L’examen neuro-ophtalmologique de base doit être effectué avec méthode et dans des conditions permettant de faire varier l’intensité lumineuse de la salle d’examen. L’interprétation combinée des tests d’exploration de la vision, des réflexes photomoteurs et du réflexe de clignement à l’éclair lumineux permet au clinicien de préciser la neurolocalisation d’une lésion en cas d’atteinte de la vision et/ou de la fonction pupillomotrice.

Références

  • 1. Colson A, Fanuel-Baret D. œil et affections nerveuses chez le chien et le chat. Nouv. Prat. Vét. 2011;48:38-43.
  • 2. Maggs DJ. Basic diagnostic techniques. In: Slatter’s fundamentals of veterinary ophthalmology. Eds. Maggs DJ, Miller PE, Ofri R. 4th ed. Saunders, Elsevier, St Louis, MO. 2008: 81-106.
  • 3. Scagliotti RH. Comparative neuro-ophthalmology. In: Veterinary ophthalmology. Ed. Gelatt KN. 3rd ed. Lippincott Williams and Wilkins, Baltimore, MD. 1999;1307-1400.
  • 4. Webb AA, Cullen SC. Neuro-ophthalmology. In: Veterinary ophthalmology. Ed. Gelatt KN. 5th ed. Blackwell Publishing, Ames, IA. 2013:1820-1896.

Conflit d’intérêts

Aucun.

Points forts

→ L’interprétation combinée des tests d’exploration de la fonction visuelle, des réflexes photomoteurs (RPM) et du réflexe de clignement à l’éclair lumineux permet de neurolocaliser une affection le long des voies nerveuses empruntées.

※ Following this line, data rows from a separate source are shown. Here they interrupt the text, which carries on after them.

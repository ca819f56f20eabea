//! Newsletter, review and reservation writes

mod common;

use std::sync::Arc;

use axum::body::Body;
use common::{FakeStore, app_with, degraded_app, json_body, post_json, send};
use http::{Request, StatusCode};
use serde_json::json;

fn reservation(guests: i64) -> String {
    json!({
        "name": "Giulia Rossi",
        "email": "giulia@example.com",
        "phone": "+39 055 123 4567",
        "guests": guests,
        "date": "2025-06-01",
        "time": "20:30",
        "notes": "Window table"
    })
    .to_string()
}

#[tokio::test]
async fn newsletter_signup_is_stored() {
    let store = Arc::new(FakeStore::new());
    let (status, body) = post_json(
        app_with(store.clone()),
        "/api/newsletter",
        r#"{"email": "ciao@alessio.it", "name": "Anna"}"#,
    )
    .await;

    assert_eq!(status, StatusCode::OK);
    assert_eq!(body, json!({"ok": true}));

    let docs = store.documents("newsletter");
    assert_eq!(docs.len(), 1);
    assert_eq!(docs[0]["email"], json!("ciao@alessio.it"));
    assert!(docs[0]["created_at"].is_i64());
    assert!(docs[0]["updated_at"].is_i64());
}

#[tokio::test]
async fn newsletter_write_failure_still_acknowledges() {
    let store = Arc::new(FakeStore::failing_writes());
    let (status, body) = post_json(
        app_with(store.clone()),
        "/api/newsletter",
        r#"{"email": "ciao@alessio.it"}"#,
    )
    .await;

    assert_eq!(status, StatusCode::OK);
    assert_eq!(body, json!({"ok": true}));
    assert_eq!(store.calls(), vec!["insert newsletter"]);
}

#[tokio::test]
async fn writes_without_store_still_acknowledge() {
    let (status, body) = post_json(degraded_app(), "/api/reservations", reservation(4)).await;
    assert_eq!(status, StatusCode::OK);
    assert_eq!(body, json!({"ok": true}));

    let (status, _) = post_json(
        degraded_app(),
        "/api/reviews",
        r#"{"name": "Marco", "rating": 5, "comment": "Perfetto"}"#,
    )
    .await;
    assert_eq!(status, StatusCode::OK);
}

#[tokio::test]
async fn posted_review_is_read_back() {
    let store = Arc::new(FakeStore::new());
    let (status, _) = post_json(
        app_with(store.clone()),
        "/api/reviews",
        r#"{"name": "Marco", "rating": 5, "comment": "Perfetto", "source": "Google"}"#,
    )
    .await;
    assert_eq!(status, StatusCode::OK);

    let (_, body) = common::get(app_with(store), "/api/reviews").await;
    assert_eq!(
        body,
        json!([{
            "name": "Marco",
            "rating": 5,
            "comment": "Perfetto",
            "source": "Google",
            "avatar": null
        }])
    );
}

#[tokio::test]
async fn reservation_is_stored_with_defaults_applied() {
    let store = Arc::new(FakeStore::new());
    let (status, _) = post_json(
        app_with(store.clone()),
        "/api/reservations",
        r#"{"name": "Giulia", "phone": "055 123", "guests": 2, "date": "2025-06-01", "time": "19:00"}"#,
    )
    .await;

    assert_eq!(status, StatusCode::OK);
    let docs = store.documents("reservation");
    assert_eq!(docs[0]["guests"], json!(2));
    assert_eq!(docs[0]["email"], json!(null));
    assert_eq!(docs[0]["notes"], json!(null));
}

#[tokio::test]
async fn out_of_range_values_are_rejected_before_the_store() {
    let cases = [
        (
            "/api/reviews",
            json!({"name": "Marco", "rating": 6, "comment": "Troppo buono"}).to_string(),
            "rating",
            1002,
        ),
        ("/api/reservations", reservation(0), "guests", 2001),
        ("/api/reservations", reservation(21), "guests", 2001),
        (
            "/api/newsletter",
            json!({"email": "not-an-email"}).to_string(),
            "email",
            2002,
        ),
    ];

    for (uri, payload, field, code) in cases {
        let store = Arc::new(FakeStore::new());
        let (status, body) = post_json(app_with(store.clone()), uri, payload).await;

        assert_eq!(status, StatusCode::BAD_REQUEST, "{uri} {field}");
        assert_eq!(body["code"], json!(code));
        assert_eq!(body["details"]["fields"], json!([field]));
        assert!(store.calls().is_empty(), "{uri} must not reach the store");
    }
}

#[tokio::test]
async fn missing_fields_are_all_named() {
    let store = Arc::new(FakeStore::new());
    let (status, body) = post_json(
        app_with(store.clone()),
        "/api/reservations",
        r#"{"name": "Giulia", "guests": 2}"#,
    )
    .await;

    assert_eq!(status, StatusCode::BAD_REQUEST);
    assert_eq!(body["details"]["record"], json!("reservation"));
    assert_eq!(body["details"]["fields"], json!(["date", "phone", "time"]));
    assert!(store.calls().is_empty());
}

#[tokio::test]
async fn wrong_types_are_rejected() {
    let (status, body) = post_json(
        degraded_app(),
        "/api/reviews",
        r#"{"name": "Marco", "rating": "five", "comment": "Buono"}"#,
    )
    .await;

    assert_eq!(status, StatusCode::BAD_REQUEST);
    assert_eq!(body["details"]["fields"], json!(["rating"]));
}

#[tokio::test]
async fn malformed_json_is_an_invalid_request() {
    let store = Arc::new(FakeStore::new());
    let (status, body) = post_json(app_with(store.clone()), "/api/newsletter", "{\"email\": ").await;

    assert_eq!(status, StatusCode::BAD_REQUEST);
    assert_eq!(body["code"], json!(5));
    assert!(store.calls().is_empty());
}

#[tokio::test]
async fn non_object_body_is_rejected() {
    let (status, body) = post_json(degraded_app(), "/api/newsletter", "[1, 2, 3]").await;

    assert_eq!(status, StatusCode::BAD_REQUEST);
    assert_eq!(body["code"], json!(2002));
    assert_eq!(body["details"]["fields"], json!([]));
}

#[tokio::test]
async fn body_without_content_type_is_still_parsed() {
    let store = Arc::new(FakeStore::new());
    let request = Request::post("/api/newsletter")
        .body(Body::from(r#"{"email": "ciao@alessio.it"}"#))
        .unwrap();

    let response = send(app_with(store.clone()), request).await;

    assert_eq!(response.status(), StatusCode::OK);
    assert_eq!(json_body(response).await, json!({"ok": true}));
    assert_eq!(store.documents("newsletter").len(), 1);
}

#[tokio::test]
async fn numeric_strings_are_stored_as_numbers() {
    let store = Arc::new(FakeStore::new());
    let (status, _) = post_json(
        app_with(store.clone()),
        "/api/reservations",
        r#"{"name": "Giulia", "phone": "055 123", "guests": "4", "date": "2025-06-01", "time": "19:00"}"#,
    )
    .await;
    assert_eq!(status, StatusCode::OK);
    assert_eq!(store.documents("reservation")[0]["guests"], json!(4));

    let (status, _) = post_json(
        app_with(store.clone()),
        "/api/reviews",
        r#"{"name": "Marco", "rating": 5.0, "comment": "Perfetto"}"#,
    )
    .await;
    assert_eq!(status, StatusCode::OK);
    assert_eq!(store.documents("review")[0]["rating"], json!(5));
}

#[tokio::test]
async fn bare_host_email_domains_are_rejected() {
    let mut booking: serde_json::Value = serde_json::from_str(&reservation(2)).unwrap();
    booking["email"] = json!("anna@localhost");

    let cases = [
        ("/api/newsletter", json!({"email": "anna@localhost"}), 2002),
        ("/api/reservations", booking, 2001),
    ];

    for (uri, payload, code) in cases {
        let store = Arc::new(FakeStore::new());
        let (status, body) = post_json(app_with(store.clone()), uri, payload.to_string()).await;

        assert_eq!(status, StatusCode::BAD_REQUEST, "{uri}");
        assert_eq!(body["code"], json!(code));
        assert_eq!(body["details"]["fields"], json!(["email"]));
        assert!(store.calls().is_empty());
    }
}
use crate::db::Credentials;

/// Server configuration
///
/// # Environment variables
///
/// | Variable | Default | Meaning |
/// |----------|---------|---------|
/// | PORT | 8000 | HTTP port |
/// | DATABASE_URL | - | store connection string |
/// | DATABASE_NAME | - | database name |
/// | DATABASE_NAMESPACE | alessio | SurrealDB namespace |
/// | DATABASE_USER | - | root user |
/// | DATABASE_PASSWORD | - | root password |
/// | DATABASE_CONNECT_TIMEOUT_MS | 5000 | startup connect timeout |
/// | ENVIRONMENT | development | runtime environment |
/// | LOG_LEVEL | info | log level |
/// | LOG_DIR | - | directory for daily log files |
///
/// # Example
///
/// ```ignore
/// DATABASE_URL=ws://localhost:8001 DATABASE_NAME=alessio PORT=8080 cargo run
/// ```
#[derive(Debug, Clone)]
pub struct Config {
    pub http_port: u16,
    /// Unset means the server runs without a database
    pub database_url: Option<String>,
    pub database_name: Option<String>,
    pub database_namespace: String,
    pub database_user: Option<String>,
    pub database_password: Option<String>,
    pub database_connect_timeout_ms: u64,
    /// development | staging | production
    pub environment: String,
    pub log_level: String,
    pub log_dir: Option<String>,
}

impl Config {
    /// Load configuration from environment variables, with defaults
    pub fn from_env() -> Self {
        let defaults = Self::default();
        Self {
            http_port: std::env::var("PORT")
                .ok()
                .and_then(|p| p.parse().ok())
                .unwrap_or(defaults.http_port),
            database_url: non_empty_var("DATABASE_URL"),
            database_name: non_empty_var("DATABASE_NAME"),
            database_namespace: non_empty_var("DATABASE_NAMESPACE")
                .unwrap_or(defaults.database_namespace),
            database_user: non_empty_var("DATABASE_USER"),
            database_password: non_empty_var("DATABASE_PASSWORD"),
            database_connect_timeout_ms: std::env::var("DATABASE_CONNECT_TIMEOUT_MS")
                .ok()
                .and_then(|p| p.parse().ok())
                .unwrap_or(defaults.database_connect_timeout_ms),
            environment: non_empty_var("ENVIRONMENT").unwrap_or(defaults.environment),
            log_level: non_empty_var("LOG_LEVEL").unwrap_or(defaults.log_level),
            log_dir: non_empty_var("LOG_DIR"),
        }
    }

    /// Root credentials, when both user and password are set
    pub fn database_credentials(&self) -> Option<Credentials> {
        match (&self.database_user, &self.database_password) {
            (Some(username), Some(password)) => Some(Credentials {
                username: username.clone(),
                password: password.clone(),
            }),
            _ => None,
        }
    }

    pub fn is_production(&self) -> bool {
        self.environment == "production"
    }
}

impl Default for Config {
    fn default() -> Self {
        Self {
            http_port: 8000,
            database_url: None,
            database_name: None,
            database_namespace: "alessio".into(),
            database_user: None,
            database_password: None,
            database_connect_timeout_ms: 5000,
            environment: "development".into(),
            log_level: "info".into(),
            log_dir: None,
        }
    }
}

fn non_empty_var(key: &str) -> Option<String> {
    std::env::var(key).ok().filter(|v| !v.trim().is_empty())
}
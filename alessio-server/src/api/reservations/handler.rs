//! Reservation API Handlers

use axum::{Json, extract::State};
use shared::models::Reservation;

use crate::api::Ack;
use crate::core::ServerState;
use crate::utils::ValidatedJson;

/// POST /api/reservations
///
/// No availability check; the request is stored for staff to confirm.
pub async fn create(
    State(state): State<ServerState>,
    ValidatedJson(reservation): ValidatedJson<Reservation>,
) -> Json<Ack> {
    if let Err(e) = state.reservations().create(&reservation).await {
        tracing::warn!(
            collection = "reservation",
            guests = reservation.guests,
            date = %reservation.date,
            error = %e,
            "Reservation not persisted"
        );
    }
    Json(Ack::OK)
}
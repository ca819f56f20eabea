//! Unified error codes
//!
//! Error codes are organized by category:
//! - 0xxx: General request errors
//! - 1xxx: Content errors
//! - 2xxx: Lead capture errors

use serde::{Deserialize, Serialize};
use std::fmt;

/// Unified error code enum
///
/// Represented as u16 values on the wire. Store failures never reach
/// clients, so there are no system codes.
#[derive(Debug, Clone, Copy, PartialEq, Eq, Hash, Serialize, Deserialize)]
#[serde(into = "u16", try_from = "u16")]
#[repr(u16)]
pub enum ErrorCode {
    // ==================== 0xxx: General ====================
    /// No route for the path
    NotFound = 3,
    /// Body is not parseable JSON
    InvalidRequest = 5,

    // ==================== 1xxx: Content ====================
    /// Menu item is invalid
    MenuItemInvalid = 1001,
    /// Review is invalid
    ReviewInvalid = 1002,

    // ==================== 2xxx: Leads ====================
    /// Reservation is invalid
    ReservationInvalid = 2001,
    /// Newsletter signup is invalid
    NewsletterInvalid = 2002,
}

impl ErrorCode {
    /// Get the numeric code value
    #[inline]
    pub const fn code(&self) -> u16 {
        *self as u16
    }

    /// Get the developer-facing English message for this error code
    pub const fn message(&self) -> &'static str {
        match self {
            ErrorCode::NotFound => "Resource not found",
            ErrorCode::InvalidRequest => "Invalid request",
            ErrorCode::MenuItemInvalid => "Menu item is invalid",
            ErrorCode::ReviewInvalid => "Review is invalid",
            ErrorCode::ReservationInvalid => "Reservation is invalid",
            ErrorCode::NewsletterInvalid => "Newsletter signup is invalid",
        }
    }
}

impl From<ErrorCode> for u16 {
    #[inline]
    fn from(code: ErrorCode) -> Self {
        code.code()
    }
}

/// Error when converting from an invalid u16 to ErrorCode
#[derive(Debug, Clone, Copy, PartialEq, Eq)]
pub struct InvalidErrorCode(pub u16);

impl fmt::Display for InvalidErrorCode {
    fn fmt(&self, f: &mut fmt::Formatter<'_>) -> fmt::Result {
        write!(f, "invalid error code: {}", self.0)
    }
}

impl std::error::Error for InvalidErrorCode {}

impl TryFrom<u16> for ErrorCode {
    type Error = InvalidErrorCode;

    fn try_from(value: u16) -> Result<Self, Self::Error> {
        match value {
            3 => Ok(ErrorCode::NotFound),
            5 => Ok(ErrorCode::InvalidRequest),
            1001 => Ok(ErrorCode::MenuItemInvalid),
            1002 => Ok(ErrorCode::ReviewInvalid),
            2001 => Ok(ErrorCode::ReservationInvalid),
            2002 => Ok(ErrorCode::NewsletterInvalid),
            _ => Err(InvalidErrorCode(value)),
        }
    }
}

impl fmt::Display for ErrorCode {
    fn fmt(&self, f: &mut fmt::Formatter<'_>) -> fmt::Result {
        write!(f, "{}", self.code())
    }
}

→ Les atteintes de la rétine, du (des) nerf (s) optique (s) ainsi que du chiasma optique se traduisent par un déficit simultané des fonctions sensorielle et pupillomotrice.

→ Beaucoup d’affections rétiniennes se traduisent par une perte de la fonction visuelle tandis que les RPM sont conservés pendant une très longue période.

→ Une opacification des milieux intra-oculaires (notamment du cristallin en cas de cataracte) ne modifie pas les RPM.

→ Un déficit visuel secondaire à une lésion postchiasmatique (tractus optique jusqu’au cortex) se traduit par une conservation de la fonction pupillomotrice et du réflexe de clignement à l’éclair lumineux.